First of all about statistics. These can be interpreted and adjusted to say just about anything you want. One problem, in some of the multi-breed studies is that breeds not predisposed to the diseases studied were thrown out. Yet, this wasn't mentioned in the results making it seem that there is an across the board increase in certain diseases in neutered animals. Even if there is really an increase, it's only in breeds already aflicted with with said disease. For example-your chihuahau is not any more likely to get bone cancer because it's neutered, because chihuahuas don't really get bone cancer anyway. Another problem with statistics, the results are rarely presented in actual numbers. Let's say that the study indicates a 4 fold increase in disease X in dogs that are neutered. If the actual incidence of the disease is 1/10,000 dogs and goes up to 4/10,000 then that is still a very low incidence overall.
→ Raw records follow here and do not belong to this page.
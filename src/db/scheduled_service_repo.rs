// src/db/scheduled_service_repo.rs

use chrono::{NaiveDate, NaiveTime};
use sqlx::{Executor, FromRow, PgPool, Postgres};

use crate::{
    common::error::AppError,
    models::scheduled_service::{AppointmentStatus, ScheduledService},
};

// Sempre com o nome do cliente, vindo de `clientes`
const SELECT_WITH_CLIENT: &str = r#"
    SELECT
        s.id, s.usuario_id, s.cliente_id, c.nome AS nome_cliente,
        s.titulo, s.descricao, s.data, s.horario, s.status,
        s.google_calendar_event_id, s.created_at, s.updated_at
    FROM servicos_agendados s
    LEFT JOIN clientes c ON c.id = s.cliente_id
"#;

/// Linha crua, sem JOIN, usada dentro das transações.
#[derive(Debug, Clone, FromRow)]
pub struct ScheduledServiceRow {
    pub id: i32,
    pub cliente_id: i32,
    pub titulo: String,
    pub descricao: Option<String>,
    pub data: NaiveDate,
    pub horario: NaiveTime,
    pub status: AppointmentStatus,
    pub google_calendar_event_id: Option<String>,
}

/// Valores finais de um agendamento (criação ou edição já mesclada).
#[derive(Debug, Clone, PartialEq)]
pub struct ScheduledServiceValues {
    pub cliente_id: i32,
    pub titulo: String,
    pub descricao: Option<String>,
    pub data: NaiveDate,
    pub horario: NaiveTime,
    pub status: AppointmentStatus,
}

#[derive(Clone)]
pub struct ScheduledServiceRepository {
    pool: PgPool,
}

impl ScheduledServiceRepository {
    pub fn new(pool: PgPool) -> Self {
        Self { pool }
    }

    pub async fn insert<'e, E>(&self, executor: E, usuario_id: i32, values: &ScheduledServiceValues) -> Result<i32, AppError>
    where
        E: Executor<'e, Database = Postgres>,
    {
        let id: i32 = sqlx::query_scalar(
            r#"
            INSERT INTO servicos_agendados (usuario_id, cliente_id, titulo, descricao, data, horario, status)
            VALUES ($1, $2, $3, $4, $5, $6, $7)
            RETURNING id
            "#,
        )
        .bind(usuario_id)
        .bind(values.cliente_id)
        .bind(&values.titulo)
        .bind(values.descricao.as_deref())
        .bind(values.data)
        .bind(values.horario)
        .bind(values.status)
        .fetch_one(executor)
        .await?;
        Ok(id)
    }

    /// Trava a linha do prestador até o fim da transação.
    pub async fn lock_owned<'e, E>(&self, executor: E, id: i32, usuario_id: i32) -> Result<Option<ScheduledServiceRow>, AppError>
    where
        E: Executor<'e, Database = Postgres>,
    {
        let row = sqlx::query_as::<_, ScheduledServiceRow>(
            r#"
            SELECT id, cliente_id, titulo, descricao, data, horario, status, google_calendar_event_id
            FROM servicos_agendados
            WHERE id = $1 AND usuario_id = $2
            FOR UPDATE
            "#,
        )
        .bind(id)
        .bind(usuario_id)
        .fetch_optional(executor)
        .await?;
        Ok(row)
    }

    pub async fn update<'e, E>(&self, executor: E, id: i32, values: &ScheduledServiceValues) -> Result<(), AppError>
    where
        E: Executor<'e, Database = Postgres>,
    {
        sqlx::query(
            r#"
            UPDATE servicos_agendados SET
                cliente_id = $2, titulo = $3, descricao = $4,
                data = $5, horario = $6, status = $7,
                updated_at = NOW()
            WHERE id = $1
            "#,
        )
        .bind(id)
        .bind(values.cliente_id)
        .bind(&values.titulo)
        .bind(values.descricao.as_deref())
        .bind(values.data)
        .bind(values.horario)
        .bind(values.status)
        .execute(executor)
        .await?;
        Ok(())
    }

    pub async fn delete<'e, E>(&self, executor: E, id: i32) -> Result<(), AppError>
    where
        E: Executor<'e, Database = Postgres>,
    {
        sqlx::query("DELETE FROM servicos_agendados WHERE id = $1")
            .bind(id)
            .execute(executor)
            .await?;
        Ok(())
    }

    /// Ids de evento dos agendamentos de um cliente, travando as linhas.
    pub async fn event_ids_for_client<'e, E>(&self, executor: E, cliente_id: i32, usuario_id: i32) -> Result<Vec<String>, AppError>
    where
        E: Executor<'e, Database = Postgres>,
    {
        let ids: Vec<String> = sqlx::query_scalar(
            r#"
            SELECT google_calendar_event_id FROM servicos_agendados
            WHERE cliente_id = $1 AND usuario_id = $2 AND google_calendar_event_id IS NOT NULL
            FOR UPDATE
            "#,
        )
        .bind(cliente_id)
        .bind(usuario_id)
        .fetch_all(executor)
        .await?;
        Ok(ids)
    }

    pub async fn event_ids_for_user(&self, usuario_id: i32) -> Result<Vec<String>, AppError> {
        let ids: Vec<String> = sqlx::query_scalar(
            "SELECT google_calendar_event_id FROM servicos_agendados WHERE usuario_id = $1 AND google_calendar_event_id IS NOT NULL",
        )
        .bind(usuario_id)
        .fetch_all(&self.pool)
        .await?;
        Ok(ids)
    }

    /// Grava (ou limpa) a referência ao evento do Google, fora da transação.
    pub async fn set_event_id(&self, id: i32, event_id: Option<&str>) -> Result<(), AppError> {
        sqlx::query("UPDATE servicos_agendados SET google_calendar_event_id = $2 WHERE id = $1")
            .bind(id)
            .bind(event_id)
            .execute(&self.pool)
            .await?;
        Ok(())
    }

    pub async fn find(&self, id: i32, usuario_id: i32) -> Result<Option<ScheduledService>, AppError> {
        let service = sqlx::query_as::<_, ScheduledService>(&format!(
            "{} WHERE s.id = $1 AND s.usuario_id = $2",
            SELECT_WITH_CLIENT
        ))
        .bind(id)
        .bind(usuario_id)
        .fetch_optional(&self.pool)
        .await?;
        Ok(service)
    }

    pub async fn list(&self, usuario_id: i32) -> Result<Vec<ScheduledService>, AppError> {
        let services = sqlx::query_as::<_, ScheduledService>(&format!(
            "{} WHERE s.usuario_id = $1 ORDER BY s.data ASC, s.horario ASC",
            SELECT_WITH_CLIENT
        ))
        .bind(usuario_id)
        .fetch_all(&self.pool)
        .await?;
        Ok(services)
    }
}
Again, even if it were true, which may be debatable.
In specific reference to the Golden Retriever study everyone loves to talk about-lots of problems here. First of all dogs over 8 years old were excluded from this study. Apparently, the powers that be decided that if a dog gets certain diseases before they are 8 it's because they were neutered, but if they get it age nine then they were going to get it anyway just because they were old. I cannot even begin to understand this logic. But let's continue. The labrador study is designed similarly.
All of these studies, the GR study included are retrospective. This means they pulled files and looked at what data they could to draw conclusions. This study was performed at the UC Davis teaching hospital/referral center. By and large people who seek this level of care for their pets are responsible pet owners who have a neutered pet or are people with quality breeding or performance animals. The population is therefore already skewed towards the general population of neutered dogs or well-bred intact dogs less likely to have health issues becasue of good genetics. It does not address the population of dogs seen in private practice whose owners don't seek a diagnosis or referral care. Often these are intact dogs whose owners didn't want to pay for neutering either, much less a TPLO for a torn cruciate.
Additionally, they have chosen a breed of dog already predisposed to certain joint disorders and neoplasias thanks to overbreeding and poor genetics. Choose a different breed of dog or something less popular and you will likely get vastly different results.
About the results. People tend to read into it what they want, but if you actually read the results they are all over the board in respect to which sex is more or less likely to get which disease based on when or it they were spayed or neutered. And there is no way to control for factors such as weight, diet, exercise, etc. On top of this, some of these conditions are not exactly black and white.
Let's take hip dysplasia for example. It's not as if your dog has hip dysplasia or doesn't. There are several grades of normal and dysplastic hips. None of this is really mentioned in the results. But I can pretty much guarantee that if age of neutering plays a role in hip dysplasia it will be in those borderline dogs. You are not going to make a dog with genetically excellent or good hips dysplastic by neutering him at 6 months. The opposite is true as well-your terribly dysplastic backyard breeder dog is not going be cured by neutering at 12 or 18 months. Not to mention the severity of the signs is not always comparable to the severity of the x-rays. If your dog is mildly dysplastic but never limps then it does not matter that he is dysplastic, and if he never limped he never made it into the study, neutered or not. Also, this is a disease that your dog has his whole life, regardless of age of neuter, it just matters at age of diagnosis if they make it into the study or not, and again, not many dogs make it to the referral center for treatment of hip dysplasia. Most are managed medically at their local vet.
Mast cell tumor was another disease incluced in this study that is not black and white. Mast cell tumors come in three flavors-grade 1 which are virtually benign, grade 3 which are nasty and grade 2 which are in between. Lumping them all together hardly seems practical.
On the flip side there is a large study (I think from Banfield) looking at all pets (not those seen at referral centers) indicating that neutered pets live longer. This study includes those who died from infectious disease and trauma, so is of limited value as well
I think my take home message here is that you don't need to be afraid to spay or neuter your dog. Age for doing do can be discussed between you and your vet. I would also keep in mind that anything a neutered pet can get an intact pet can get too. The reverse is not true.
I held off posting this for a long time because I didn't want to spark a debate or angry comments, but I think people need to know all the facts when making a decision. Also, I get annoyed when someone won't adopt a rescue dog because it is already spayed or neutered and think it's pretty much ruined and prone to a lifetime of injuries. Even if the well bred, intact dog they already have has been injured a good portion of it's agility career.